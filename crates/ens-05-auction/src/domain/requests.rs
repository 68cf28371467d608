//! # Operation Requests
//!
//! Inputs to the orchestrator operations. Amounts are already parsed; the
//! mask stays as raw text because an unusable mask falls back to the bid.

use ens_04_tx_session::TransactionConfig;
use shared_types::{Address, U256};

/// Default number of decoy entries sent with a new auction.
pub const DEFAULT_DECOYS: usize = 3;

/// Open an auction, optionally with a sealed bid.
#[derive(Debug, Clone)]
pub struct StartAuctionRequest {
    /// Dotted name, e.g. `enstest.eth`.
    pub name: String,
    /// Bidding account.
    pub bidder: Address,
    /// Bid amount; zero opens the auction without bidding.
    pub bid: U256,
    /// Raw mask text.
    pub mask: Option<String>,
    /// Salt for the sealed bid.
    pub salt: String,
    /// Number of decoy auctions opened alongside.
    pub decoys: usize,
    /// Transaction settings.
    pub config: TransactionConfig,
}

impl StartAuctionRequest {
    /// Request with no bid, mask or salt and the default decoy count.
    pub fn new(name: impl Into<String>, bidder: Address, config: TransactionConfig) -> Self {
        Self {
            name: name.into(),
            bidder,
            bid: U256::zero(),
            mask: None,
            salt: String::new(),
            decoys: DEFAULT_DECOYS,
            config,
        }
    }
}

/// Place a sealed bid on a running auction.
#[derive(Debug, Clone)]
pub struct BidRequest {
    /// Dotted name.
    pub name: String,
    /// Bidding account.
    pub bidder: Address,
    /// Bid amount.
    pub bid: U256,
    /// Raw mask text.
    pub mask: Option<String>,
    /// Salt for the sealed bid.
    pub salt: String,
    /// Transaction settings.
    pub config: TransactionConfig,
}

/// Reveal a previously placed bid.
#[derive(Debug, Clone)]
pub struct RevealRequest {
    /// Dotted name.
    pub name: String,
    /// Account that placed the bid.
    pub bidder: Address,
    /// Bid amount as sealed.
    pub bid: U256,
    /// Salt as sealed.
    pub salt: String,
    /// Transaction settings.
    pub config: TransactionConfig,
}

/// Finalize a won auction.
#[derive(Debug, Clone)]
pub struct FinalizeRequest {
    /// Dotted name.
    pub name: String,
    /// Winning account.
    pub winner: Address,
    /// Transaction settings.
    pub config: TransactionConfig,
}

/// Point a name at an address.
#[derive(Debug, Clone)]
pub struct SetAddressRequest {
    /// Dotted name.
    pub name: String,
    /// Address or name to resolve to.
    pub target: String,
    /// Transaction settings for the owner's account.
    pub config: TransactionConfig,
}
※
Task brief »
Your response must consist of the entries, reproduced exactly.

Written answer »
filename crates/ens-05-auction/src/domain/requests.rs
repository 68cf28371467d608
//! # Operation Requests
//!
//! Inputs to the orchestrator operations. Amounts are already parsed; the
//! mask stays as raw text because an unusable mask falls back to the bid.

use ens_04_tx_session::TransactionConfig;
use shared_types::{Address, U256};

/// Default number of decoy entries sent with a new auction.
pub const DEFAULT_DECOYS: usize = 3;

/// Open an auction, optionally with a sealed bid.
#[derive(Debug, Clone)]
pub struct StartAuctionRequest {
    /// Dotted name, e.g. `enstest.eth`.
    pub name: String,
    /// Bidding account.
    pub bidder: Address,
    /// Bid amount; zero opens the auction without bidding.
    pub bid: U256,
    /// Raw mask text.
    pub mask: Option<String>,
    /// Salt for the sealed bid.
    pub salt: String,
    /// Number of decoy auctions opened alongside.
    pub decoys: usize,
    /// Transaction settings.
    pub config: TransactionConfig,
}

impl StartAuctionRequest {
    /// Request with no bid, mask or salt and the default decoy count.
    pub fn new(name: impl Into<String>, bidder: Address, config: TransactionConfig) -> Self {
        Self {
            name: name.into(),
            bidder,
            bid: U256::zero(),
            mask: None,
            salt: String::new(),
            decoys: DEFAULT_DECOYS,
            config,
        }
    }
}

/// Place a sealed bid on a running auction.
#[derive(Debug, Clone)]
pub struct BidRequest {
    /// Dotted name.
    pub name: String,
    /// Bidding account.
    pub bidder: Address,
    /// Bid amount.
    pub bid: U256,
    /// Raw mask text.
    pub mask: Option<String>,
    /// Salt for the sealed bid.
    pub salt: String,
    /// Transaction settings.
    pub config: TransactionConfig,
}

/// Reveal a previously placed bid.
#[derive(Debug, Clone)]
pub struct RevealRequest {
    /// Dotted name.
    pub name: String,
    /// Account that placed the bid.
    pub bidder: Address,
    /// Bid amount as sealed.
    pub bid: U256,
    /// Salt as sealed.
    pub salt: String,
    /// Transaction settings.
    pub config: TransactionConfig,
}

/// Finalize a won auction.
#[derive(Debug, Clone)]
pub struct FinalizeRequest {
    /// Dotted name.
    pub name: String,
    /// Winning account.
    pub winner: Address,
    /// Transaction settings.
    pub config: TransactionConfig,
}

/// Point a name at an address.
#[derive(Debug, Clone)]
pub struct SetAddressRequest {
    /// Dotted name.
    pub name: String,
    /// Address or name to resolve to.
    pub target: String,
    /// Transaction settings for the owner's account.
    pub config: TransactionConfig,
}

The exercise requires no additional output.